Coma and Epilepsy
Coma, regardless of its etiology, is associated with reductions
in brain metabolism. In the case of lesions occurring in the reticular activating
system, the reduction in CMR probably represents a normal physiologic adjustment
to reduced functional activity. During generalized seizure activity, CMR and CBF
may increase dramatically.[411]
The intensive motor
and brain activity associated with generalized seizures leads to the development
of systemic and cerebral acidosis, often accompanied by a reduction in arterial oxygenation,
an increase in PaCO2
, and peripheral lactic
acidosis. If generalized seizure activity continues unabated, arterial hypotension
ensues. With muscular relaxation and measures ensuring adequate oxygenation and
ventilation, the systemic acidosis and hypotension can be avoided and the severity
of cerebral acidosis diminished. During relatively brief episodes of continuous
seizures, the brain seems able to meet the high metabolic demands.[411]
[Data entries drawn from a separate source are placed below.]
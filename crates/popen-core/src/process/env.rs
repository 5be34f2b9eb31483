//! Ordered environment mapping.

/// An insertion-ordered map of environment variables with unique keys.
///
/// Re-inserting an existing key replaces its value in place, so marshaling
/// order stays the order in which keys were first added.
#[derive(Debug, Clone, Default, PartialEq, Eq)]
pub struct EnvMap {
    entries: Vec<(String, String)>,
}

impl EnvMap {
    pub fn new() -> Self {
        Self::default()
    }

    /// Insert or replace a variable. Returns the previous value, if any.
    pub fn insert(&mut self, key: impl Into<String>, value: impl Into<String>) -> Option<String> {
        let key = key.into();
        let value = value.into();
        match self.entries.iter_mut().find(|(k, _)| *k == key) {
            Some((_, existing)) => Some(std::mem::replace(existing, value)),
            None => {
                self.entries.push((key, value));
                None
            }
        }
    }

    pub fn get(&self, key: &str) -> Option<&str> {
        self.entries
            .iter()
            .find(|(k, _)| k == key)
            .map(|(_, v)| v.as_str())
    }

    pub fn remove(&mut self, key: &str) -> Option<String> {
        let pos = self.entries.iter().position(|(k, _)| k == key)?;
        Some(self.entries.remove(pos).1)
    }

    pub fn len(&self) -> usize {
        self.entries.len()
    }

    pub fn is_empty(&self) -> bool {
        self.entries.is_empty()
    }

    pub fn iter(&self) -> impl Iterator<Item = (&str, &str)> {
        self.entries.iter().map(|(k, v)| (k.as_str(), v.as_str()))
    }
}

impl<K: Into<String>, V: Into<String>> FromIterator<(K, V)> for EnvMap {
    fn from_iter<I: IntoIterator<Item = (K, V)>>(iter: I) -> Self {
        let mut map = EnvMap::new();
        map.extend(iter);
        map
    }
}

impl<K: Into<String>, V: Into<String>> Extend<(K, V)> for EnvMap {
    fn extend<I: IntoIterator<Item = (K, V)>>(&mut self, iter: I) {
        for (k, v) in iter {
            self.insert(k, v);
        }
    }
}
However, even with effective ventilation and maintenance of perfusion pressure,
when seizures continue for a prolonged period, they can lead to the development of
irreversible neuronal damage.[597]
Therapy aimed
at interrupting the seizure and restoring a normal balance between cerebral metabolic
demand and blood flow is indicated. Barbiturates, benzodiazepines, or other potent
anticonvulsants are appropriate. Adequate ventilation, oxygenation, and maintenance
of blood pressure are important adjunctive measures. Muscle relaxants must be viewed
as purely symptomatic therapy because they do not alter the abnormal cerebral electrical
activity.
The potentially injurious nature of seizures justifies attention
to prevention. Practices vary. However, patients who have sustained a severe head
injury or subarachnoid hemorrhage and any patient in whom a substantial cortical
incision is planned are at risk, and prophylactic anticonvulsants should be considered.